UK one step closer to three-parent babies

The UK is one step closer to creating three-parent babies, following the release of draft regulations on a controversial technique yesterday.

The Department of Health launched a consultation on the procedure which results in a child with two mothers and a father – despite ethical and safety concerns.

Peter Saunders, head of the Christian Medical Fellowship, raised concerns that the consultation is asking “how” not “whether” this technique should be carried out.

Regrettable

He said: “It is deeply regrettable that the government intends to press on recklessly with this controversial technology in real patients in the face of genuine concerns about safety, effectiveness and ethics which have so far prevented its implementation anywhere else in the world.”

And Dr David King, director of campaign group Human Genetics Alert, warned that “inheritable human genome modification” is banned in all other European countries and has not been “debated adequately”.

“The techniques have not passed the necessary safety tests so it is unnecessary and premature to rush ahead with legalisation”, he said.

Risks

The technique would reportedly eradicate mitochondrial disease by replacing the nucleus in a healthy donor egg with the nucleus DNA from the prospective mother – resulting in a baby with DNA from three parents.

But Dr King said that making it possible for a mother with mitochrondrial disease to be genetically related to her baby “cannot justify the unknown risks to the child or the social consequences of allowing human genome modification”.

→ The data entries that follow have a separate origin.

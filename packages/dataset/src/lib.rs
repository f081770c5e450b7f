#![cfg_attr(feature = "fail-on-warnings", deny(warnings))]
#![warn(clippy::all, clippy::pedantic, clippy::nursery, clippy::cargo)]
#![allow(clippy::multiple_crate_versions, clippy::cargo_common_metadata)]

//! Dataset loader for the disaster dashboard.
//!
//! Reads the cleaned event table (CSV) once at startup, coerces every cell
//! into typed values, and returns an immutable [`Dataset`]. The loader also
//! applies the taxonomy rules from the cleaning step so raw-labelled files
//! load to the same records: non-natural event types and rows without a
//! month are dropped, subtype labels are folded into their parent type,
//! and negative magnitude sentinels become missing values.

pub mod interactive;
pub mod parsing;
pub mod progress;

use std::fs::File;
use std::io::Read;
use std::path::{Path, PathBuf};
use std::sync::Arc;

use disaster_dash_dataset_models::{Dataset, EventRecord};
use disaster_dash_disaster_models::{DisasterType, year_month_key};
use serde::Deserialize;
use thiserror::Error;

use crate::parsing::{Magnitude, parse_integral, parse_magnitude, parse_timestamp};
use crate::progress::ProgressCallback;

pub use disaster_dash_dataset_models as models;

/// Default location of the cleaned dataset, relative to the working
/// directory.
pub const DEFAULT_DATASET_PATH: &str = "data/cleaned_emdat.csv";

/// Environment variable overriding [`DEFAULT_DATASET_PATH`].
pub const DATASET_PATH_ENV: &str = "DISASTER_DASH_DATASET";

/// Column names the input file must provide.
pub const REQUIRED_COLUMNS: &[&str] = &[
    "id",
    "type",
    "iso",
    "country",
    "subregion",
    "region",
    "year",
    "month",
    "total_deaths",
    "total_affected",
    "total_damage",
    "last_update",
];

/// How often (in rows) the loader reports progress.
const PROGRESS_INTERVAL: usize = 1_000;

/// Errors that can occur while loading the dataset.
#[derive(Debug, Error)]
pub enum DatasetError {
    /// The input file couldn't be opened.
    #[error("Failed to open {}: {source}", .path.display())]
    Io {
        /// Path that failed to open.
        path: PathBuf,
        /// Underlying I/O error.
        #[source]
        source: std::io::Error,
    },

    /// The CSV reader failed.
    #[error("CSV error: {0}")]
    Csv(#[from] csv::Error),

    /// The header row lacks a required column.
    #[error("Missing required column '{column}'")]
    MissingColumn {
        /// Name of the missing column.
        column: &'static str,
    },

    /// A row couldn't be coerced into an [`EventRecord`].
    #[error("Invalid record at row {row}: {message}")]
    InvalidRecord {
        /// 1-based data row number (header excluded).
        row: usize,
        /// Description of what went wrong.
        message: String,
    },

    /// Every attempt to load the dataset failed.
    #[error("Gave up loading the dataset after {attempts} attempts (last path: {})", .path.display())]
    AttemptsExhausted {
        /// Number of load attempts made.
        attempts: u32,
        /// The last path tried.
        path: PathBuf,
    },
}

/// A row as it appears in the file, before coercion.
#[derive(Debug, Deserialize)]
struct RawRow {
    id: Option<String>,
    #[serde(rename = "type")]
    disaster_type: Option<String>,
    iso: Option<String>,
    country: Option<String>,
    subregion: Option<String>,
    region: Option<String>,
    year: Option<String>,
    month: Option<String>,
    total_deaths: Option<String>,
    total_affected: Option<String>,
    total_damage: Option<String>,
    last_update: Option<String>,
}

/// Counters describing what the loader discarded or coerced.
#[derive(Debug, Clone, Copy, Default, PartialEq, Eq)]
pub struct LoadStats {
    /// Rows read from the file.
    pub rows_read: usize,
    /// Rows dropped because their type is not a natural disaster.
    pub excluded_type: usize,
    /// Rows dropped because the month was empty.
    pub missing_month: usize,
    /// Magnitude cells discarded as negative sentinels.
    pub sentinel_values: usize,
    /// Magnitude cells that weren't numeric.
    pub invalid_values: usize,
    /// Rows whose type label fell back to [`DisasterType::Other`].
    pub unmapped_type: usize,
}

/// Loads the dataset from a file on disk.
///
/// # Errors
///
/// Returns [`DatasetError`] if the file can't be opened or any row fails
/// to parse.
pub fn load_from_path(
    path: &Path,
    progress: &Arc<dyn ProgressCallback>,
) -> Result<Dataset, DatasetError> {
    log::info!("Loading dataset from {}", path.display());

    let file = File::open(path).map_err(|source| DatasetError::Io {
        path: path.to_path_buf(),
        source,
    })?;

    if let Ok(meta) = file.metadata() {
        progress.set_total(meta.len());
    }

    load_from_reader(file, progress)
}

/// Loads the dataset from any CSV byte stream.
///
/// # Errors
///
/// Returns [`DatasetError`] if the header is missing a required column,
/// the CSV is malformed, or a row has an unparseable year or month.
pub fn load_from_reader<R: Read>(
    reader: R,
    progress: &Arc<dyn ProgressCallback>,
) -> Result<Dataset, DatasetError> {
    let mut reader = csv::ReaderBuilder::new()
        .trim(csv::Trim::All)
        .flexible(true)
        .from_reader(reader);

    let headers = reader.headers()?.clone();
    for &column in REQUIRED_COLUMNS {
        if !headers.iter().any(|h| h == column) {
            return Err(DatasetError::MissingColumn { column });
        }
    }

    progress.set_message("Reading events".to_string());

    let mut stats = LoadStats::default();
    let mut records = Vec::new();
    let mut line = csv::StringRecord::new();

    while reader.read_record(&mut line)? {
        stats.rows_read += 1;
        let row = stats.rows_read;
        let raw: RawRow = line.deserialize(Some(&headers))?;

        if let Some(record) = coerce_row(raw, row, &mut stats)? {
            records.push(record);
        }

        if row % PROGRESS_INTERVAL == 0 {
            progress.set_position(reader.position().byte());
        }
    }

    log_stats(&stats, records.len());
    progress.finish(format!("Loaded {} events", records.len()));

    Ok(Dataset::new(records))
}

/// Converts a raw row into a record, or `None` if the row is dropped.
fn coerce_row(
    raw: RawRow,
    row: usize,
    stats: &mut LoadStats,
) -> Result<Option<EventRecord>, DatasetError> {
    let type_label = raw.disaster_type.unwrap_or_default();
    if DisasterType::is_excluded_label(&type_label) {
        stats.excluded_type += 1;
        return Ok(None);
    }

    let Some(month_str) = raw.month.filter(|m| !m.trim().is_empty()) else {
        stats.missing_month += 1;
        return Ok(None);
    };

    let month = parse_integral(&month_str)
        .and_then(|m| u32::try_from(m).ok())
        .filter(|m| (1..=12).contains(m))
        .ok_or_else(|| DatasetError::InvalidRecord {
            row,
            message: format!("invalid month '{month_str}'"),
        })?;

    let year_str = raw.year.unwrap_or_default();
    let year = parse_integral(&year_str)
        .and_then(|y| i32::try_from(y).ok())
        .ok_or_else(|| DatasetError::InvalidRecord {
            row,
            message: format!("invalid year '{year_str}'"),
        })?;

    let disaster_type = DisasterType::from_label(&type_label);
    if disaster_type == DisasterType::Other {
        stats.unmapped_type += 1;
        log::warn!("Row {row}: unmapped disaster type '{type_label}', using Other");
    }

    let mut magnitude = |cell: Option<&str>, column: &str| {
        let parsed = parse_magnitude(cell);
        match parsed {
            Magnitude::Sentinel => stats.sentinel_values += 1,
            Magnitude::Invalid => {
                stats.invalid_values += 1;
                log::debug!("Row {row}: non-numeric {column} '{}'", cell.unwrap_or(""));
            }
            Magnitude::Value(_) | Magnitude::Missing => {}
        }
        parsed.into_option()
    };

    let total_deaths = magnitude(raw.total_deaths.as_deref(), "total_deaths");
    let total_affected = magnitude(raw.total_affected.as_deref(), "total_affected");
    let total_damage = magnitude(raw.total_damage.as_deref(), "total_damage");

    Ok(Some(EventRecord {
        id: raw.id.unwrap_or_default(),
        disaster_type,
        iso: raw.iso.unwrap_or_default(),
        country: raw.country.unwrap_or_default(),
        subregion: raw.subregion.unwrap_or_default(),
        region: raw.region.unwrap_or_default(),
        year,
        month,
        year_month: year_month_key(year, month),
        total_deaths,
        total_affected,
        total_damage,
        last_update: raw.last_update.as_deref().and_then(parse_timestamp),
    }))
}

fn log_stats(stats: &LoadStats, kept: usize) {
    log::info!(
        "Loaded {kept} events from {} rows ({} non-natural, {} without month dropped)",
        stats.rows_read,
        stats.excluded_type,
        stats.missing_month,
    );
    if stats.sentinel_values > 0 || stats.invalid_values > 0 {
        log::info!(
            "Treated {} sentinel and {} non-numeric magnitude cells as missing",
            stats.sentinel_values,
            stats.invalid_values,
        );
    }
    if stats.unmapped_type > 0 {
        log::warn!("{} rows had an unmapped disaster type", stats.unmapped_type);
    }
}

/// Resolves the dataset path from an explicit value, the
/// [`DATASET_PATH_ENV`] variable, or [`DEFAULT_DATASET_PATH`], in that
/// order.
#[must_use]
pub fn resolve_dataset_path(explicit: Option<&Path>) -> PathBuf {
    explicit.map_or_else(
        || {
            std::env::var(DATASET_PATH_ENV)
                .map_or_else(|_| PathBuf::from(DEFAULT_DATASET_PATH), PathBuf::from)
        },
        Path::to_path_buf,
    )
}

#[cfg(test)]
mod tests {
    use super::*;
    use crate::progress::null_progress;

    const HEADER: &str = "id,type,iso,country,subregion,region,year,month,total_deaths,total_affected,total_damage,last_update\n";

    fn load(body: &str) -> Result<Dataset, DatasetError> {
        let csv = format!("{HEADER}{body}");
        load_from_reader(csv.as_bytes(), &null_progress())
    }

    #[test]
    fn loads_typed_records() {
        let dataset = load(
            "2010-0001-KEN,Flood,KEN,Kenya,Sub-Saharan Africa,Africa,2010,4,100,2500,1200.5,2023-09-12 10:00:00\n",
        )
        .unwrap();

        assert_eq!(dataset.len(), 1);
        let record = &dataset.records()[0];
        assert_eq!(record.disaster_type, DisasterType::Flood);
        assert_eq!(record.year, 2010);
        assert_eq!(record.month, 4);
        assert_eq!(record.year_month, "2010/04");
        assert_eq!(record.total_deaths, Some(100.0));
        assert_eq!(record.total_affected, Some(2500.0));
        assert_eq!(record.total_damage, Some(1200.5));
        assert_eq!(
            record.last_update.unwrap().to_string(),
            "2023-09-12 10:00:00"
        );
    }

    #[test]
    fn accepts_float_formatted_integers() {
        let dataset =
            load("a,Storm,USA,United States,Northern America,Americas,2012.0,10.0,,,,\n").unwrap();
        let record = &dataset.records()[0];
        assert_eq!(record.year, 2012);
        assert_eq!(record.month, 10);
    }

    #[test]
    fn missing_and_sentinel_magnitudes_become_none() {
        let dataset = load(
            "a,Drought,KEN,Kenya,Sub-Saharan Africa,Africa,2012,1,-1,,-1.0,\n",
        )
        .unwrap();
        let record = &dataset.records()[0];
        assert_eq!(record.total_deaths, None);
        assert_eq!(record.total_affected, None);
        assert_eq!(record.total_damage, None);
        assert_eq!(record.last_update, None);
    }

    #[test]
    fn drops_excluded_types_and_missing_months() {
        let dataset = load(
            "a,Epidemic,KEN,Kenya,Sub-Saharan Africa,Africa,2012,1,5,,,\n\
             b,Flood,KEN,Kenya,Sub-Saharan Africa,Africa,2012,,5,,,\n\
             c,Flood,KEN,Kenya,Sub-Saharan Africa,Africa,2012,3,5,,,\n",
        )
        .unwrap();
        assert_eq!(dataset.len(), 1);
        assert_eq!(dataset.records()[0].id, "c");
    }

    #[test]
    fn normalizes_and_degrades_type_labels() {
        let dataset = load(
            "a,Glacial lake outburst flood,NPL,Nepal,Southern Asia,Asia,2012,5,,,,\n\
             b,Solar flare,NPL,Nepal,Southern Asia,Asia,2012,5,,,,\n",
        )
        .unwrap();
        assert_eq!(dataset.records()[0].disaster_type, DisasterType::Flood);
        assert_eq!(dataset.records()[1].disaster_type, DisasterType::Other);
    }

    #[test]
    fn rejects_invalid_month() {
        let err = load("a,Flood,KEN,Kenya,Sub-Saharan Africa,Africa,2012,13,,,,\n").unwrap_err();
        assert!(matches!(err, DatasetError::InvalidRecord { row: 1, .. }));
    }

    #[test]
    fn rejects_invalid_year() {
        let err = load(
            "a,Flood,KEN,Kenya,Sub-Saharan Africa,Africa,2012,3,,,,\n\
             b,Flood,KEN,Kenya,Sub-Saharan Africa,Africa,soon,3,,,,\n",
        )
        .unwrap_err();
        assert!(matches!(err, DatasetError::InvalidRecord { row: 2, .. }));
    }

    #[test]
    fn rejects_missing_column() {
        let csv = "id,type,iso\na,Flood,KEN\n";
        let err = load_from_reader(csv.as_bytes(), &null_progress()).unwrap_err();
        assert!(matches!(
            err,
            DatasetError::MissingColumn { column: "country" }
        ));
    }

    #[test]
    fn empty_file_with_header_loads_empty_dataset() {
        let dataset = load("").unwrap();
        assert!(dataset.is_empty());
    }

    #[test]
    fn missing_file_is_io_error() {
        let path = std::env::temp_dir().join("disaster_dash_does_not_exist.csv");
        let err = load_from_path(&path, &null_progress()).unwrap_err();
        assert!(matches!(err, DatasetError::Io { .. }));
    }

    #[test]
    fn explicit_path_wins() {
        let path = resolve_dataset_path(Some(Path::new("custom.csv")));
        assert_eq!(path, PathBuf::from("custom.csv"));
    }
}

Last year the Government announced that it would be backing the technique following a public consultation by the fertility watchdog.

Devastating

The Human Fertilisation and Embryology Authority (HFEA) claimed there was broad public support for the procedure, but Dr King argued that the consultation was “utterly biased” and “inadequate”.

Dame Sally Davies, the Government’s chief medical officer, said: “Allowing mitochondrial donation would give women who carry severe mitochondrial disease the opportunity to have children without passing on devastating genetic disorders.”

“It would also keep the UK at the forefront of scientific development in this area”, she added.

Parliament

Parliament is expected to debate and vote on the regulations later this year.

This week advisors to the US federal Food and Drug Administration (FDA) raised concerns about the technique, warning that the research into it may not be as advanced as supporters of the procedure claim.